Saved data entries
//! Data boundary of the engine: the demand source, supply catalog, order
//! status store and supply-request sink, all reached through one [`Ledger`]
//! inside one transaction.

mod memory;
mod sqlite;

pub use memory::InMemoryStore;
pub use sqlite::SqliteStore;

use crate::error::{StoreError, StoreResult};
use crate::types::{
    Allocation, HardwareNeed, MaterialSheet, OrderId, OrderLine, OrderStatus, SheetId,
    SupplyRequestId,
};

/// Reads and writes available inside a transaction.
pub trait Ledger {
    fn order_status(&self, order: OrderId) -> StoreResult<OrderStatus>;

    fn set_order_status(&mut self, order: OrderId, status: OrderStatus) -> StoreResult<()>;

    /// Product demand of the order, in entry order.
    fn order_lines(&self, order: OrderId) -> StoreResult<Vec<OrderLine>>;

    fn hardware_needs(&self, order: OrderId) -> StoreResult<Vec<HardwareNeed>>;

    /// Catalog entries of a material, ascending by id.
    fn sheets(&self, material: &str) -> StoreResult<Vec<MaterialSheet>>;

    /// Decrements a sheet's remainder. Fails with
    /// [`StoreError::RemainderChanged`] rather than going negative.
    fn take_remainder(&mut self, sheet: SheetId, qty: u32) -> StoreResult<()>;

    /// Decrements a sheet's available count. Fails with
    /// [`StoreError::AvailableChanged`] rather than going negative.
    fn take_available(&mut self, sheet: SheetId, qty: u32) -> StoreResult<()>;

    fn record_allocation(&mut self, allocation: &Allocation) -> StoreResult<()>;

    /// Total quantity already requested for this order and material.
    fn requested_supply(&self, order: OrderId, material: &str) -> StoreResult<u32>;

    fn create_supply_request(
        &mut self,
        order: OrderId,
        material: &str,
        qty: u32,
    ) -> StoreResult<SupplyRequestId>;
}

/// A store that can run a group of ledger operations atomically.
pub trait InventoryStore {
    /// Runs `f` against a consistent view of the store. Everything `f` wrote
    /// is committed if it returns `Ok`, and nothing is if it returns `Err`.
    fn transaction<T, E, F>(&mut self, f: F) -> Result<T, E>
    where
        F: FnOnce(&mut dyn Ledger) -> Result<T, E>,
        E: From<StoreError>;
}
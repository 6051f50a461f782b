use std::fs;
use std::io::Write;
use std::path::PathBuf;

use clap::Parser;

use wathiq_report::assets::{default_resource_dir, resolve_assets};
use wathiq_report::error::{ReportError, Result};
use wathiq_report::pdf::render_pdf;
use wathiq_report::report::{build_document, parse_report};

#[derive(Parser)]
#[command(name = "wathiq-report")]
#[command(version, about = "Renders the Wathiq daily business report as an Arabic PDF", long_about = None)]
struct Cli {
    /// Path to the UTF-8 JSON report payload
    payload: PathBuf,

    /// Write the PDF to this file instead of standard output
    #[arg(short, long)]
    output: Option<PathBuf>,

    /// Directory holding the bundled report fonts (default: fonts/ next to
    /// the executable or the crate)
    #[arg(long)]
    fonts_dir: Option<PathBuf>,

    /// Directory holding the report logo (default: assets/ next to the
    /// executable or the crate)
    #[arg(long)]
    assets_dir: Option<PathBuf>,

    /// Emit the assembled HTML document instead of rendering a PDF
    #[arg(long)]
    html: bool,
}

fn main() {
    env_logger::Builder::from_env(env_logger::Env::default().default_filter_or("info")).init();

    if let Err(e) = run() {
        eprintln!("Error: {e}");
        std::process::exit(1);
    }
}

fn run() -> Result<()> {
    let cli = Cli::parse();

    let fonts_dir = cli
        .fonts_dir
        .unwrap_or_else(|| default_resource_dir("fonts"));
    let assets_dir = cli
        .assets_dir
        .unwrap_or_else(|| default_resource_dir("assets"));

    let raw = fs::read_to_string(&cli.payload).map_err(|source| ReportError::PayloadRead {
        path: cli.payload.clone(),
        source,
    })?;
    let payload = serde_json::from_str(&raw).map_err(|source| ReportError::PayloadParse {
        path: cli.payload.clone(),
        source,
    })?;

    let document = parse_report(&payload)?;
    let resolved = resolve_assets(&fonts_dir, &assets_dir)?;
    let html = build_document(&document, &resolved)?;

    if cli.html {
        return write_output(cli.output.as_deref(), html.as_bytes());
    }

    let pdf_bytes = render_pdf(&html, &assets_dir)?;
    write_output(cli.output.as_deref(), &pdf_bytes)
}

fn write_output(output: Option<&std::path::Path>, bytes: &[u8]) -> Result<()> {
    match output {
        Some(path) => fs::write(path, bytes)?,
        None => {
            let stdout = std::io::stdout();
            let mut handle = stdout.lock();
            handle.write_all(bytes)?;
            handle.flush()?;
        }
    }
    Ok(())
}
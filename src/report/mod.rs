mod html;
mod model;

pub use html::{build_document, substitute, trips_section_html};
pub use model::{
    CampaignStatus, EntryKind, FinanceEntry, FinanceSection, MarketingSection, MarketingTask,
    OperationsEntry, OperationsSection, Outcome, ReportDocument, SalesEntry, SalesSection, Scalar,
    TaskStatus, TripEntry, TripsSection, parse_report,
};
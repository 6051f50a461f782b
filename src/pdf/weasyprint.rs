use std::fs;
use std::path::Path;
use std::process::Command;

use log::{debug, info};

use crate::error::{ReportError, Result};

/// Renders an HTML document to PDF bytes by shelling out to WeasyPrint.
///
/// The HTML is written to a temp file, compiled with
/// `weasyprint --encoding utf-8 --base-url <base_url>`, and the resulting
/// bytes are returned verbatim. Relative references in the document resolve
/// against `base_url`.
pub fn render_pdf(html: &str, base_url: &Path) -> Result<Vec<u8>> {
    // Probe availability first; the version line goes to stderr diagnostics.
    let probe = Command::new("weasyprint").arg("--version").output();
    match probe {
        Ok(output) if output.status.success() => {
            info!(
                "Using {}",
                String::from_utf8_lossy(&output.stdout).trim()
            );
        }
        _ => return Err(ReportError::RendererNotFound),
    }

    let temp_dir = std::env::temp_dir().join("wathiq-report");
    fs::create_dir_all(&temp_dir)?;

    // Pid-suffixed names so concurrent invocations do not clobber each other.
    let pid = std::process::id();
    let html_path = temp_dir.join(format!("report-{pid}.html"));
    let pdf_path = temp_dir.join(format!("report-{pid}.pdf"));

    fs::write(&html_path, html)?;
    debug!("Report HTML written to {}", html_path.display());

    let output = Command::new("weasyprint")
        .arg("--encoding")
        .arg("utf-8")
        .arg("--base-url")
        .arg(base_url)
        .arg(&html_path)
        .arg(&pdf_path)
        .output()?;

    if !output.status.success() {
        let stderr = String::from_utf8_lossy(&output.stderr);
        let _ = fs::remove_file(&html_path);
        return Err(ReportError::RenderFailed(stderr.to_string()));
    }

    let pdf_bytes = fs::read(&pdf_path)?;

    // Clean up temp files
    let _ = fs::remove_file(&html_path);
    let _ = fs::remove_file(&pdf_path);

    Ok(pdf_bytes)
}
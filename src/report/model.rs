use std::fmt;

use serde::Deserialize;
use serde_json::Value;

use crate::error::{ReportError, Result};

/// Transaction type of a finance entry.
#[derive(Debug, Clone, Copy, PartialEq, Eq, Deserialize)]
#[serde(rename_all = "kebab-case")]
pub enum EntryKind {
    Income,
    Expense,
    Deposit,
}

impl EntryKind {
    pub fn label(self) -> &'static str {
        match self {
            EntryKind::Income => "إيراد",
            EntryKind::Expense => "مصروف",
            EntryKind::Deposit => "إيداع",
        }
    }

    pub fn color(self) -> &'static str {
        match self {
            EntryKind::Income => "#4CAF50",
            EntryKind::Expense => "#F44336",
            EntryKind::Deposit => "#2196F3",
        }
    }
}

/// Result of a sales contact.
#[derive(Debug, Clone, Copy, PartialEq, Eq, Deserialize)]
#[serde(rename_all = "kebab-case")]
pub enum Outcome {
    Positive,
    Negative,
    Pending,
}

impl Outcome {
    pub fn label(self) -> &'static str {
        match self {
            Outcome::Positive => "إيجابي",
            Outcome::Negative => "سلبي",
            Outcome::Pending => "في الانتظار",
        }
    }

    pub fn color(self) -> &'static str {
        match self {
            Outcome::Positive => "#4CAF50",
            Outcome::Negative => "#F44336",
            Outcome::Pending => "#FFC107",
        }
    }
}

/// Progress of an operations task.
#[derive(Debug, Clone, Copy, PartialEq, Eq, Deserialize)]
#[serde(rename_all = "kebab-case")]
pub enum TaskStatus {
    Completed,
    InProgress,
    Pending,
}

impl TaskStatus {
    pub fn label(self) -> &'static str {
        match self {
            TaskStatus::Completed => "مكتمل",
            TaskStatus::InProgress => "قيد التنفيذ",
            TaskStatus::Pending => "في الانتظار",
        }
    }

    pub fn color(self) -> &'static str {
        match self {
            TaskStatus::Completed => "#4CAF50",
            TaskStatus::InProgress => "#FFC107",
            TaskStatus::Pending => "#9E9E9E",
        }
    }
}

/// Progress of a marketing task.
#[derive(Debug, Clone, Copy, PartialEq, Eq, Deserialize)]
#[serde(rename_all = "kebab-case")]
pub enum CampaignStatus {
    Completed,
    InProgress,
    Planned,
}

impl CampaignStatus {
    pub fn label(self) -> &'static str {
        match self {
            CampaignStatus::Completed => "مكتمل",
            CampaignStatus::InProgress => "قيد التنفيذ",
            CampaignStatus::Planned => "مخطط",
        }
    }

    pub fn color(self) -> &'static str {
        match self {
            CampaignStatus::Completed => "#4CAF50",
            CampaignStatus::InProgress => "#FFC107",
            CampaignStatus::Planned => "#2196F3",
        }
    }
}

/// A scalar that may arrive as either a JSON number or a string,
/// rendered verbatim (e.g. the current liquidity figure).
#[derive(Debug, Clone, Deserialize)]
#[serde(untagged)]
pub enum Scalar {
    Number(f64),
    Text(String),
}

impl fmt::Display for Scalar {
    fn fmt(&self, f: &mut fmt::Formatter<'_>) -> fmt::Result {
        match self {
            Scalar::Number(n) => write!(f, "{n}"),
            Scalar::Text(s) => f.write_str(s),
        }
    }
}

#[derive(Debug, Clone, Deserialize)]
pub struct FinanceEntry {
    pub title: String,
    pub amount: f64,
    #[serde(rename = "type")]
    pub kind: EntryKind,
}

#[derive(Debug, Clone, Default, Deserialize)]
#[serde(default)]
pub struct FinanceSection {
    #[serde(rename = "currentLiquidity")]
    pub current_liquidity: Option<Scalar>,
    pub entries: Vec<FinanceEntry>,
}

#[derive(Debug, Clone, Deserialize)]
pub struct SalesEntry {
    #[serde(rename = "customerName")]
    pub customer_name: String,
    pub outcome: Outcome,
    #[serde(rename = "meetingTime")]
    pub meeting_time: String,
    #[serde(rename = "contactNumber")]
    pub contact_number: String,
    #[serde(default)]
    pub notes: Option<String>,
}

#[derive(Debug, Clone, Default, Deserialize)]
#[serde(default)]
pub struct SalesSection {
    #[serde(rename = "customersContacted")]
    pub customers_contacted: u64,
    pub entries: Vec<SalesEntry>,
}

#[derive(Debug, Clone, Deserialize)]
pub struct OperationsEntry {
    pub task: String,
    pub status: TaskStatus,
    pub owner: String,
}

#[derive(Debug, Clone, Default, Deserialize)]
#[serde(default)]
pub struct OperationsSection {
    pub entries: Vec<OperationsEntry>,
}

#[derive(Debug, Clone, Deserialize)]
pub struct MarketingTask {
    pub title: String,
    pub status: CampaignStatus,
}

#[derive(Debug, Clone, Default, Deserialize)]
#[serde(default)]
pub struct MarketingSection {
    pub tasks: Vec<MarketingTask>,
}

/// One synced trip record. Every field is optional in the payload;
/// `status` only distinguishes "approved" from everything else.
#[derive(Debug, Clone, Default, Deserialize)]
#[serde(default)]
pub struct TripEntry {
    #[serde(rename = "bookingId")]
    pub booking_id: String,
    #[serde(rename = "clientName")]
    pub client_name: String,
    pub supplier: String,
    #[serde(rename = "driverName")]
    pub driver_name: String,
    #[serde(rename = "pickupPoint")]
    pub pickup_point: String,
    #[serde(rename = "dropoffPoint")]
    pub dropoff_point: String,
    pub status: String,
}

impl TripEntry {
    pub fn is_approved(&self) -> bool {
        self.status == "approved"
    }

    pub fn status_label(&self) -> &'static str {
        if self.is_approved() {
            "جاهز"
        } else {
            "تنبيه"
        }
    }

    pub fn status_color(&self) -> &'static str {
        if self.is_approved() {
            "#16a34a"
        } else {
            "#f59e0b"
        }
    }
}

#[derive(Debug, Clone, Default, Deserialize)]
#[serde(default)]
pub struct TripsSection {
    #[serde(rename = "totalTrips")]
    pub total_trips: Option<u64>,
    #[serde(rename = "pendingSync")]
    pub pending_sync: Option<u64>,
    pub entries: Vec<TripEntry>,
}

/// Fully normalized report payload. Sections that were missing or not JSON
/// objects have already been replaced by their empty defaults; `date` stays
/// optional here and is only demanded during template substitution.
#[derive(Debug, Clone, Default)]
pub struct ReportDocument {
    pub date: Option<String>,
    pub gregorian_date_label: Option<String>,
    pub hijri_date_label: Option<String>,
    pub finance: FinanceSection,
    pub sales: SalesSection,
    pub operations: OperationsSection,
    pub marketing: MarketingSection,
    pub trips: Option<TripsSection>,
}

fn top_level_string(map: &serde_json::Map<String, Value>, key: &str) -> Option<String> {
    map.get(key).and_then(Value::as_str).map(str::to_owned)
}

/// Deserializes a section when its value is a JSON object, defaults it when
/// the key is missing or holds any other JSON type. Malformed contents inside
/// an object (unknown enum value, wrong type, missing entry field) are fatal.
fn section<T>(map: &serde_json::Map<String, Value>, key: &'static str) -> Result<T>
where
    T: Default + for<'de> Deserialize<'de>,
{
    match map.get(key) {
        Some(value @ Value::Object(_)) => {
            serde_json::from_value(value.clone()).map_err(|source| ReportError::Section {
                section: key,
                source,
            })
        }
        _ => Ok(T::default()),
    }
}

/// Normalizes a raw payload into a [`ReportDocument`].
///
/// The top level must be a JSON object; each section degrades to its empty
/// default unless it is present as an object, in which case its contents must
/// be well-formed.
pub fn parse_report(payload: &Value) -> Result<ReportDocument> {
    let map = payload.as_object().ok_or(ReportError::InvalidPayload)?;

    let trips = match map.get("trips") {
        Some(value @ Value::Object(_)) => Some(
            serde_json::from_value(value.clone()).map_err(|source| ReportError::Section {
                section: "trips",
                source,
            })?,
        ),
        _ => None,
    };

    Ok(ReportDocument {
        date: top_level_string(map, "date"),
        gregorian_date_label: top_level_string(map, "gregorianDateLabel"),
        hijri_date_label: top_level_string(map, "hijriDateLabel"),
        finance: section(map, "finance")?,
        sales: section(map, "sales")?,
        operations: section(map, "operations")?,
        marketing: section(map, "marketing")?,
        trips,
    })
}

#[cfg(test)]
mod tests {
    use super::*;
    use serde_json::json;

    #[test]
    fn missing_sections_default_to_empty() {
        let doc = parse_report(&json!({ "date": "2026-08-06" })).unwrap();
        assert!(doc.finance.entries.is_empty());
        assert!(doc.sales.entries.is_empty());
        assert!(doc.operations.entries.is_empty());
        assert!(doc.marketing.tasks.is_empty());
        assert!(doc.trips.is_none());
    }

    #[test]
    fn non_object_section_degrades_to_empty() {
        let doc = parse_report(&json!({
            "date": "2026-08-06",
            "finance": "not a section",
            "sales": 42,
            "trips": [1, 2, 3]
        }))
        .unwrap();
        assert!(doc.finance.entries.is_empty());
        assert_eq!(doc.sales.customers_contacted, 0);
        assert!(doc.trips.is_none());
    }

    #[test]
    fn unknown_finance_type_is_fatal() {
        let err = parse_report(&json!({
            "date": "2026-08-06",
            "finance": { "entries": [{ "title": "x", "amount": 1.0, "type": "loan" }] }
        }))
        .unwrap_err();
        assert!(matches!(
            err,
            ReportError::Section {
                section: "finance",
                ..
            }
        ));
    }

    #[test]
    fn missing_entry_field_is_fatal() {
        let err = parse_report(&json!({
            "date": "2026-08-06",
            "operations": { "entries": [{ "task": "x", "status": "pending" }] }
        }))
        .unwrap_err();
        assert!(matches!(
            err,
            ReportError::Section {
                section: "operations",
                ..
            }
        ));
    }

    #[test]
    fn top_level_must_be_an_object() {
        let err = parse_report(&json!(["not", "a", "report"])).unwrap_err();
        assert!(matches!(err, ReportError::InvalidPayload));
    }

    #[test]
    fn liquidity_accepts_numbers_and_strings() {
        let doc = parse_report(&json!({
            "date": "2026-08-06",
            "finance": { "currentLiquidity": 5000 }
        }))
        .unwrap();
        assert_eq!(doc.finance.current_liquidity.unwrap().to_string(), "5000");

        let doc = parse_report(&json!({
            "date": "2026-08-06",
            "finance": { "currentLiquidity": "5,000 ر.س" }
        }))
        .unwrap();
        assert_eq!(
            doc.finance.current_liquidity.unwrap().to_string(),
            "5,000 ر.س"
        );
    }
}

* [What to produce] Copy, please, every line from the start of the entries down to the line that holds "in entry order.", with both of those lines included and no others.

* [Exercise answer]
//! Data boundary of the engine: the demand source, supply catalog, order
//! status store and supply-request sink, all reached through one [`Ledger`]
//! inside one transaction.

mod memory;
mod sqlite;

pub use memory::InMemoryStore;
pub use sqlite::SqliteStore;

use crate::error::{StoreError, StoreResult};
use crate::types::{
    Allocation, HardwareNeed, MaterialSheet, OrderId, OrderLine, OrderStatus, SheetId,
    SupplyRequestId,
};

/// Reads and writes available inside a transaction.
pub trait Ledger {
    fn order_status(&self, order: OrderId) -> StoreResult<OrderStatus>;

    fn set_order_status(&mut self, order: OrderId, status: OrderStatus) -> StoreResult<()>;

    /// Product demand of the order, in entry order.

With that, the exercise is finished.